Saved entries

^^^^

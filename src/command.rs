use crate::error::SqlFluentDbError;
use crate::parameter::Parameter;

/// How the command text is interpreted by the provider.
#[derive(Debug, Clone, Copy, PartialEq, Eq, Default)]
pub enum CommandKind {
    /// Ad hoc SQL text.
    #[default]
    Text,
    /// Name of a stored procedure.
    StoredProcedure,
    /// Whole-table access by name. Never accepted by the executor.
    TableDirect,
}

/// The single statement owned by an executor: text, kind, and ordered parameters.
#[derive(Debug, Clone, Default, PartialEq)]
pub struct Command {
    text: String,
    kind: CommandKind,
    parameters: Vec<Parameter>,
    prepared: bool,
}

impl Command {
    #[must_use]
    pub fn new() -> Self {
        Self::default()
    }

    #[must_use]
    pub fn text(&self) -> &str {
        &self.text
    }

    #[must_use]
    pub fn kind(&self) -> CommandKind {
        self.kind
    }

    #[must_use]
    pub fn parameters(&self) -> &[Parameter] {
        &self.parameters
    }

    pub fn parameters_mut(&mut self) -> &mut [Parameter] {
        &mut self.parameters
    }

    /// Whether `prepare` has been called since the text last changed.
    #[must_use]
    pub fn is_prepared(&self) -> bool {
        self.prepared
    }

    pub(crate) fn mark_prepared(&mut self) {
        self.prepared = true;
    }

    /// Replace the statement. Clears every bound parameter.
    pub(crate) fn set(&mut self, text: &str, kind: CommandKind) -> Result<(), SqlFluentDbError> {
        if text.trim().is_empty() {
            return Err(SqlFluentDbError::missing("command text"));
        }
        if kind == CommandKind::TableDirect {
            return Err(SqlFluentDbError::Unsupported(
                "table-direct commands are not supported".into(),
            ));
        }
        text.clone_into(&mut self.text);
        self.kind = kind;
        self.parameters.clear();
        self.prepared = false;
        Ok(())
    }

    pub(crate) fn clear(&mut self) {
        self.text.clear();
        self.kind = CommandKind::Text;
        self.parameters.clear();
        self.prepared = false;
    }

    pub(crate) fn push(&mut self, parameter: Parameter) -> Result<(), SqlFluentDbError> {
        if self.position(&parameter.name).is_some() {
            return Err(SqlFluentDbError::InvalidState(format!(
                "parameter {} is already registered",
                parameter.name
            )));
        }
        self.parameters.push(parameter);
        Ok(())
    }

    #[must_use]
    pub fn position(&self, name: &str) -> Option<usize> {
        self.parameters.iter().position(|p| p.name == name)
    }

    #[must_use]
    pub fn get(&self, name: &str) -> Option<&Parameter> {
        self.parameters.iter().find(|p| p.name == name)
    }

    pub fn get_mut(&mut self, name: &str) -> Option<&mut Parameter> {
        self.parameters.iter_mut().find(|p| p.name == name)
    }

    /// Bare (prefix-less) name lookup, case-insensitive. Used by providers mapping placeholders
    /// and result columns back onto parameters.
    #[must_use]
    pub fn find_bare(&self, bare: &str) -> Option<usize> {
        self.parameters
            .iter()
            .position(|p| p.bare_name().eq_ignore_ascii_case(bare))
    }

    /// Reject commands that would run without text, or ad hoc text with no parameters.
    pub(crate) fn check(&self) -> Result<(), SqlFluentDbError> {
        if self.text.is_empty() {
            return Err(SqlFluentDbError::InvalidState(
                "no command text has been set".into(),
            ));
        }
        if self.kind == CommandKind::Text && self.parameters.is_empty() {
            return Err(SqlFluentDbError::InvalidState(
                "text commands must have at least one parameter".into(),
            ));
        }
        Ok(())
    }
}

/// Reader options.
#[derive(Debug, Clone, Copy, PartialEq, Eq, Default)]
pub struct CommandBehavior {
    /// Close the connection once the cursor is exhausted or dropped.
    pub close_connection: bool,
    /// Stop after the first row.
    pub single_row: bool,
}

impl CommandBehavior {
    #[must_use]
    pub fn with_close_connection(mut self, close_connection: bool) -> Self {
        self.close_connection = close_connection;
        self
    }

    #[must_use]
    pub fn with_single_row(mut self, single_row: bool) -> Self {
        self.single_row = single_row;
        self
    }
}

^^^^

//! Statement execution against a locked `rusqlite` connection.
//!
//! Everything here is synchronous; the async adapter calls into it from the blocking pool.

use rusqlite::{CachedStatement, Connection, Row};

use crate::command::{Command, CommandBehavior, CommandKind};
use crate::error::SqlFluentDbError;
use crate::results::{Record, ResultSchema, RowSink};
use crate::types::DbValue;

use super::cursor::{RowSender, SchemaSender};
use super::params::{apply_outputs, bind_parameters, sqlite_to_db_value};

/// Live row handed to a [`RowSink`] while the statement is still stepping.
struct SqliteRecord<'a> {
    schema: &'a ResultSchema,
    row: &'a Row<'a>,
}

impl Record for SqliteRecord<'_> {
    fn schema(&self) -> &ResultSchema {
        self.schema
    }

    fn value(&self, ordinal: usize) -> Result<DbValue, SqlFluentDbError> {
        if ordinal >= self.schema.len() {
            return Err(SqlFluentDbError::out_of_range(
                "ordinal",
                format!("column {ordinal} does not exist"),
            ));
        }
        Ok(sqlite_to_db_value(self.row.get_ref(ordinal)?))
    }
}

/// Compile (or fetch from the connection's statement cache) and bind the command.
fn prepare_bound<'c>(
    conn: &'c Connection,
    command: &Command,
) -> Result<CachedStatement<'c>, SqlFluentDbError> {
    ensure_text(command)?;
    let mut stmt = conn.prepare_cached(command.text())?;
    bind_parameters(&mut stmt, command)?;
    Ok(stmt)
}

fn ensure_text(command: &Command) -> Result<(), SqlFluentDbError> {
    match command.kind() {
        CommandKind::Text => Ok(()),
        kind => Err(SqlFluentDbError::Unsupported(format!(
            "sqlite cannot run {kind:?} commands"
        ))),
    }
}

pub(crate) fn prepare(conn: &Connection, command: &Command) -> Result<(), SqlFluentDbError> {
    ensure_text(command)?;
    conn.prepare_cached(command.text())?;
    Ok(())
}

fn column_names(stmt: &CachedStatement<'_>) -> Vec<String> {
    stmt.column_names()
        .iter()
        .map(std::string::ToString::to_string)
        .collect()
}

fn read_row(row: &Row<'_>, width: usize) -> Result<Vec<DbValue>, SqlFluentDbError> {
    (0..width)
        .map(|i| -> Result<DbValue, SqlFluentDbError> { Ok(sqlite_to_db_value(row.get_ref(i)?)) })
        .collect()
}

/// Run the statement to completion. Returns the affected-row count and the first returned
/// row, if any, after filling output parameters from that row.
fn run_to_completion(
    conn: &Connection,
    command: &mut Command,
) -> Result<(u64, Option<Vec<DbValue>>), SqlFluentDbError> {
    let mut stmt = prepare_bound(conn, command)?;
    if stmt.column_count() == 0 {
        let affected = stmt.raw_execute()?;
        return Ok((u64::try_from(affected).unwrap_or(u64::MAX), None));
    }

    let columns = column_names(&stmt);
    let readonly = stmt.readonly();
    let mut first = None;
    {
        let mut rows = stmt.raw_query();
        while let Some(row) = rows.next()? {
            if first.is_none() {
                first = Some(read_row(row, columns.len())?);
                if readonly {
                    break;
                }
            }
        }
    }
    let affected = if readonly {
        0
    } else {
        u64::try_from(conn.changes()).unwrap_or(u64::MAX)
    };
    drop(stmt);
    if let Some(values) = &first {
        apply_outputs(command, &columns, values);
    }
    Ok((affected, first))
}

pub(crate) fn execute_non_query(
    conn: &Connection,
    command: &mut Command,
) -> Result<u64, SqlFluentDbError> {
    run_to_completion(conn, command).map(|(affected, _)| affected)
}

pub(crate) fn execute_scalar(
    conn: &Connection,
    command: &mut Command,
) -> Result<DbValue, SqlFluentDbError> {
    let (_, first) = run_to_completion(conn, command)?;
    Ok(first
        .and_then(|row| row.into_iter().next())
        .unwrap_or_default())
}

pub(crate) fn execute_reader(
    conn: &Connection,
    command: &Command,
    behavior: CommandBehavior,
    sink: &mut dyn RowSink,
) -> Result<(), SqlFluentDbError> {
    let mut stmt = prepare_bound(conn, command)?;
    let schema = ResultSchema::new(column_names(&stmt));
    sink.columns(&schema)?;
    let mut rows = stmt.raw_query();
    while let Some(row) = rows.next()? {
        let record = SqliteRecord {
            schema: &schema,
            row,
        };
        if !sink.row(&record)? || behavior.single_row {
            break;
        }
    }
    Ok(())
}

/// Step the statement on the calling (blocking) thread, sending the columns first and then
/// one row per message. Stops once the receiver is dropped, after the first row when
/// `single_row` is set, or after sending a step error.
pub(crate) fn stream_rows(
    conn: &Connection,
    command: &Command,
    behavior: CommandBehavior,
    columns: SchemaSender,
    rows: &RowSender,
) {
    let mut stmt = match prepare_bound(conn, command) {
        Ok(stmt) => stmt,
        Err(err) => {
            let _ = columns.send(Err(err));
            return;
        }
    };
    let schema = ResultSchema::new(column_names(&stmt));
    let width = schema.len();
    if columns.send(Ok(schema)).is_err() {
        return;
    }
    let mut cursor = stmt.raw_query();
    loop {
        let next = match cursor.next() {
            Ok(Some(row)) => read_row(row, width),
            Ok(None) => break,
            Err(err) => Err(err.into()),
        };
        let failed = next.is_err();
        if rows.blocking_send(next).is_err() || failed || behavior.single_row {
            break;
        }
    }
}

^^^^

Task details → Only lines that contain "RowSender" are needed, so copy each of them from the data.

Result for this exercise →
use super::cursor::{RowSender, SchemaSender};
    rows: &RowSender,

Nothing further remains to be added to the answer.